- Problem description: Tell how many lines in these records contain the string "before", with only the number as the reply.

Stored data
==========
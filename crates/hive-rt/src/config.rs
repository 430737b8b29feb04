//! Cluster configuration.
//!
//! A [`ClusterConfig`] describes one node: its identity, bind address, seed
//! peers, optional signing secret, and the failure-detection and reconnect
//! tunables. Validation happens once, at `Node::new`; everything downstream
//! trusts the values.

use std::time::Duration;

use hive_wire::NodeId;

use crate::error::{Error, Result};

/// Minimum accepted heartbeat interval.
const MIN_HEARTBEAT_INTERVAL_MS: u64 = 100;

/// Configuration for one cluster node.
#[derive(Debug, Clone)]
pub struct ClusterConfig {
    /// Local node name (the part before `@`). Required.
    pub node_name: String,
    /// Bind address, also the host part of the node identity.
    pub host: String,
    /// Listen port, also the port part of the node identity.
    pub port: u16,
    /// Peer identifiers dialed unconditionally at startup. Unreachable seeds
    /// never prevent startup; the node waits for inbound connections instead.
    pub seeds: Vec<String>,
    /// Shared secret enabling HMAC signing and verification of envelopes.
    pub cluster_secret: Option<String>,
    /// Heartbeat period.
    pub heartbeat_interval_ms: u64,
    /// Missed heartbeats before a peer is declared down.
    pub heartbeat_miss_threshold: u32,
    /// Initial reconnect backoff.
    pub reconnect_base_delay_ms: u64,
    /// Reconnect backoff plateau.
    pub reconnect_max_delay_ms: u64,
    /// Default timeout for remote calls.
    pub call_timeout_ms: u64,
    /// Optional mailbox high-watermark: casts to a process whose queue is at
    /// or above this length are dropped (and counted). `None` = unbounded,
    /// the default.
    pub mailbox_high_watermark: Option<usize>,
}

impl ClusterConfig {
    /// A config with spec defaults for the given node name.
    pub fn new(node_name: impl Into<String>) -> Self {
        ClusterConfig {
            node_name: node_name.into(),
            host: "0.0.0.0".to_string(),
            port: 4369,
            seeds: Vec::new(),
            cluster_secret: None,
            heartbeat_interval_ms: 5000,
            heartbeat_miss_threshold: 3,
            reconnect_base_delay_ms: 1000,
            reconnect_max_delay_ms: 30000,
            call_timeout_ms: 5000,
            mailbox_high_watermark: None,
        }
    }

    /// Validate and derive the local node identity.
    pub fn validate(&self) -> Result<NodeId> {
        if self.node_name.is_empty() {
            return Err(Error::InvalidClusterConfig("nodeName is required".into()));
        }
        if self.heartbeat_interval_ms < MIN_HEARTBEAT_INTERVAL_MS {
            return Err(Error::InvalidClusterConfig(format!(
                "heartbeatIntervalMs must be at least {}",
                MIN_HEARTBEAT_INTERVAL_MS
            )));
        }
        if self.heartbeat_miss_threshold == 0 {
            return Err(Error::InvalidClusterConfig(
                "heartbeatMissThreshold must be at least 1".into(),
            ));
        }
        if self.reconnect_base_delay_ms == 0 {
            return Err(Error::InvalidClusterConfig(
                "reconnectBaseDelayMs must be positive".into(),
            ));
        }
        if self.reconnect_max_delay_ms < self.reconnect_base_delay_ms {
            return Err(Error::InvalidClusterConfig(
                "reconnectMaxDelayMs must be >= reconnectBaseDelayMs".into(),
            ));
        }
        if self.call_timeout_ms == 0 {
            return Err(Error::InvalidClusterConfig(
                "callTimeoutMs must be positive".into(),
            ));
        }
        // The node identity inherits the grammar checks (name charset and
        // length, host shape, port range).
        let id = NodeId::parse(&format!("{}@{}:{}", self.node_name, self.host, self.port))?;
        // Seeds must parse; unreachable is fine, unparseable is not.
        for seed in &self.seeds {
            NodeId::parse(seed)?;
        }
        Ok(id)
    }

    /// Parsed seed identifiers, excluding self.
    pub(crate) fn seed_ids(&self, local: &NodeId) -> Result<Vec<NodeId>> {
        let mut out = Vec::new();
        for seed in &self.seeds {
            let id = NodeId::parse(seed)?;
            if &id != local {
                out.push(id);
            }
        }
        Ok(out)
    }

    pub(crate) fn heartbeat_interval(&self) -> Duration {
        Duration::from_millis(self.heartbeat_interval_ms)
    }

    /// Silence window after which a peer is declared down.
    pub(crate) fn heartbeat_deadline(&self) -> Duration {
        Duration::from_millis(self.heartbeat_interval_ms * self.heartbeat_miss_threshold as u64)
    }
}

// ---------------------------------------------------------------------------
// Tests
// ---------------------------------------------------------------------------
//! Cluster-wide name registry with last-writer-wins conflict resolution.
//!
//! Every node holds a full replica. Writes are owner-local and broadcast
//! asynchronously; reads never touch the network. Convergence is eventual:
//! for any name, every node settles on the announcement with the smallest
//! `(registered_at, priority)` -- earliest registration wins, and the
//! priority (a deterministic FNV-1a hash of the owning node id) breaks
//! exact-timestamp ties identically on every peer.
//!
//! Cleanup paths, deliberately few:
//! - owner-initiated `unregister`, propagated by re-broadcasting the owner's
//!   full entry set (receivers drop entries of that owner absent from a full
//!   sync)
//! - node loss, which removes every entry owned by the lost peer.
//!
//! There is no quorum and no leader; a partition heals by LWW on rejoin.

use std::panic::{catch_unwind, AssertUnwindSafe};
use std::sync::atomic::{AtomicU64, Ordering};
use std::sync::Arc;

use log::{debug, info, warn};
use parking_lot::RwLock;
use rustc_hash::FxHashMap;

use hive_wire::{ClusterMessage, GlobalEntry, NodeId, WireEnvelope};

use super::transport::Transport;
use crate::actor::process::ServerRef;
use crate::error::{Error, Result};
use crate::persist::Clock;

// ---------------------------------------------------------------------------
// Priority hash
// ---------------------------------------------------------------------------

const FNV_OFFSET_BASIS: u64 = 0xcbf29ce484222325;
const FNV_PRIME: u64 = 0x0000_0100_0000_01B3;

/// Deterministic tiebreaker: FNV-1a over the node id string. Two peers
/// computing the priority of the same node always agree.
pub fn node_priority(node: &NodeId) -> u64 {
    let mut hash = FNV_OFFSET_BASIS;
    for &byte in node.as_str().as_bytes() {
        hash ^= byte as u64;
        hash = hash.wrapping_mul(FNV_PRIME);
    }
    hash
}

// ---------------------------------------------------------------------------
// Events
// ---------------------------------------------------------------------------

/// Registry change notifications.
#[derive(Debug, Clone)]
pub enum GlobalEvent {
    Registered(GlobalEntry),
    Unregistered { name: String },
    ConflictResolved {
        name: String,
        winner: NodeId,
        loser: NodeId,
    },
}

type Subscriber = Arc<dyn Fn(&GlobalEvent) + Send + Sync>;

// ---------------------------------------------------------------------------
// GlobalRegistry
// ---------------------------------------------------------------------------

/// Handle to the node's replica of the cluster-wide registry.
#[derive(Clone)]
pub struct GlobalRegistry {
    inner: Arc<GlobalInner>,
}

struct GlobalInner {
    local: NodeId,
    priority: u64,
    clock: Arc<dyn Clock>,
    transport: Transport,
    entries: RwLock<FxHashMap<String, GlobalEntry>>,
    subscribers: RwLock<Vec<(u64, Subscriber)>>,
    next_token: AtomicU64,
}

impl GlobalRegistry {
    pub fn new(local: NodeId, clock: Arc<dyn Clock>, transport: Transport) -> GlobalRegistry {
        let priority = node_priority(&local);
        GlobalRegistry {
            inner: Arc::new(GlobalInner {
                local,
                priority,
                clock,
                transport,
                entries: RwLock::new(FxHashMap::default()),
                subscribers: RwLock::new(Vec::new()),
                next_token: AtomicU64::new(0),
            }),
        }
    }

    pub fn subscribe(&self, f: impl Fn(&GlobalEvent) + Send + Sync + 'static) -> u64 {
        let token = self.inner.next_token.fetch_add(1, Ordering::Relaxed);
        self.inner.subscribers.write().push((token, Arc::new(f)));
        token
    }

    pub fn unsubscribe(&self, token: u64) {
        self.inner.subscribers.write().retain(|(t, _)| *t != token);
    }

    // -----------------------------------------------------------------------
    // Owner-side writes
    // -----------------------------------------------------------------------

    /// Register a local process under a cluster-wide name and announce it.
    pub fn register(&self, name: impl Into<String>, server_id: u64) -> Result<()> {
        let name = name.into();
        let entry = GlobalEntry {
            name: name.clone(),
            server_id,
            node: self.inner.local.clone(),
            registered_at: self.inner.clock.now_ms(),
            priority: self.inner.priority,
        };
        {
            let mut entries = self.inner.entries.write();
            if entries.contains_key(&name) {
                return Err(Error::GlobalNameConflict { name });
            }
            entries.insert(name, entry.clone());
        }
        info!("globally registered '{}' -> {}", entry.name, server_id);
        self.broadcast_sync(vec![entry.clone()], false);
        self.emit(&GlobalEvent::Registered(entry));
        Ok(())
    }

    /// Release a name. Only the owner may do this; releasing a name owned
    /// elsewhere fails with `GlobalNameConflict`. Returns `false` when the
    /// name was not registered at all.
    pub fn unregister(&self, name: &str) -> Result<bool> {
        {
            let mut entries = self.inner.entries.write();
            match entries.get(name) {
                None => return Ok(false),
                Some(entry) if entry.node != self.inner.local => {
                    return Err(Error::GlobalNameConflict {
                        name: name.to_string(),
                    });
                }
                Some(_) => {
                    entries.remove(name);
                }
            }
        }
        self.emit(&GlobalEvent::Unregistered {
            name: name.to_string(),
        });
        // Propagation without a dedicated wire kind: a fresh owner full
        // sync authorizes receivers to drop our entries absent from it.
        self.broadcast_sync(self.owned_entries(), true);
        Ok(true)
    }

    // -----------------------------------------------------------------------
    // Reads
    // -----------------------------------------------------------------------

    pub fn lookup(&self, name: &str) -> Result<ServerRef> {
        self.whereis(name).ok_or_else(|| Error::GlobalNameNotFound {
            name: name.to_string(),
        })
    }

    pub fn whereis(&self, name: &str) -> Option<ServerRef> {
        self.inner
            .entries
            .read()
            .get(name)
            .map(|entry| ServerRef::remote(entry.server_id, entry.node.clone()))
    }

    pub fn is_registered(&self, name: &str) -> bool {
        self.inner.entries.read().contains_key(name)
    }

    pub fn names(&self) -> Vec<String> {
        let mut names: Vec<String> = self.inner.entries.read().keys().cloned().collect();
        names.sort();
        names
    }

    pub fn entry(&self, name: &str) -> Option<GlobalEntry> {
        self.inner.entries.read().get(name).cloned()
    }

    /// Entries owned by this node.
    pub fn owned_entries(&self) -> Vec<GlobalEntry> {
        let mut owned: Vec<GlobalEntry> = self
            .inner
            .entries
            .read()
            .values()
            .filter(|entry| entry.node == self.inner.local)
            .cloned()
            .collect();
        owned.sort_by(|a, b| a.name.cmp(&b.name));
        owned
    }

    // -----------------------------------------------------------------------
    // Replication
    // -----------------------------------------------------------------------

    /// Merge an inbound sync. For each entry: insert when unknown, ignore
    /// when identical, otherwise smaller `(registered_at, priority)` wins.
    /// A full sync additionally drops stale entries owned by the sender.
    pub fn merge(&self, incoming: Vec<GlobalEntry>, full_sync: bool, from: &NodeId) {
        let mut events = Vec::new();
        {
            let mut entries = self.inner.entries.write();

            if full_sync {
                let fresh: std::collections::HashSet<&str> =
                    incoming.iter().map(|e| e.name.as_str()).collect();
                let stale: Vec<String> = entries
                    .iter()
                    .filter(|(name, entry)| {
                        &entry.node == from && !fresh.contains(name.as_str())
                    })
                    .map(|(name, _)| name.clone())
                    .collect();
                for name in stale {
                    debug!("dropping stale entry '{}' after full sync from {}", name, from);
                    entries.remove(&name);
                    events.push(GlobalEvent::Unregistered { name });
                }
            }

            for entry in incoming {
                match entries.get(&entry.name) {
                    None => {
                        events.push(GlobalEvent::Registered(entry.clone()));
                        entries.insert(entry.name.clone(), entry);
                    }
                    Some(existing)
                        if existing.node == entry.node
                            && existing.server_id == entry.server_id =>
                    {
                        // Same ref re-announced; nothing to resolve.
                    }
                    Some(existing) => {
                        if entry.lww_key() < existing.lww_key() {
                            warn!(
                                "name conflict on '{}': {} wins over {}",
                                entry.name, entry.node, existing.node
                            );
                            events.push(GlobalEvent::ConflictResolved {
                                name: entry.name.clone(),
                                winner: entry.node.clone(),
                                loser: existing.node.clone(),
                            });
                            entries.insert(entry.name.clone(), entry);
                        }
                        // Local entry wins: keep it. The remote side makes
                        // the same comparison with our broadcast and yields.
                    }
                }
            }
        }
        for event in &events {
            self.emit(event);
        }
    }

    /// A peer joined: teach it our owned names.
    pub fn on_node_up(&self, peer: &NodeId) {
        let owned = self.owned_entries();
        let envelope = self.sync_envelope(owned, true);
        let _ = self.inner.transport.send(peer, &envelope);
    }

    /// A peer was lost: its entries go away. This is the sole automatic
    /// cleanup path.
    pub fn on_node_down(&self, peer: &NodeId) {
        let removed: Vec<String> = {
            let mut entries = self.inner.entries.write();
            let names: Vec<String> = entries
                .iter()
                .filter(|(_, entry)| &entry.node == peer)
                .map(|(name, _)| name.clone())
                .collect();
            for name in &names {
                entries.remove(name);
            }
            names
        };
        for name in removed {
            info!("dropping '{}': owner {} is down", name, peer);
            self.emit(&GlobalEvent::Unregistered { name });
        }
    }

    fn sync_envelope(&self, entries: Vec<GlobalEntry>, full_sync: bool) -> WireEnvelope {
        WireEnvelope::new(
            self.inner.local.clone(),
            self.inner.clock.now_ms(),
            ClusterMessage::RegistrySync { entries, full_sync },
        )
    }

    fn broadcast_sync(&self, entries: Vec<GlobalEntry>, full_sync: bool) {
        let envelope = self.sync_envelope(entries, full_sync);
        self.inner.transport.broadcast(&envelope);
    }

    fn emit(&self, event: &GlobalEvent) {
        let subscribers: Vec<Subscriber> = self
            .inner
            .subscribers
            .read()
            .iter()
            .map(|(_, f)| Arc::clone(f))
            .collect();
        for subscriber in subscribers {
            if catch_unwind(AssertUnwindSafe(|| subscriber(event))).is_err() {
                warn!("registry subscriber panicked on {:?}", event);
            }
        }
    }
}

// ---------------------------------------------------------------------------
// Tests
// ---------------------------------------------------------------------------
==========
- Reply: 2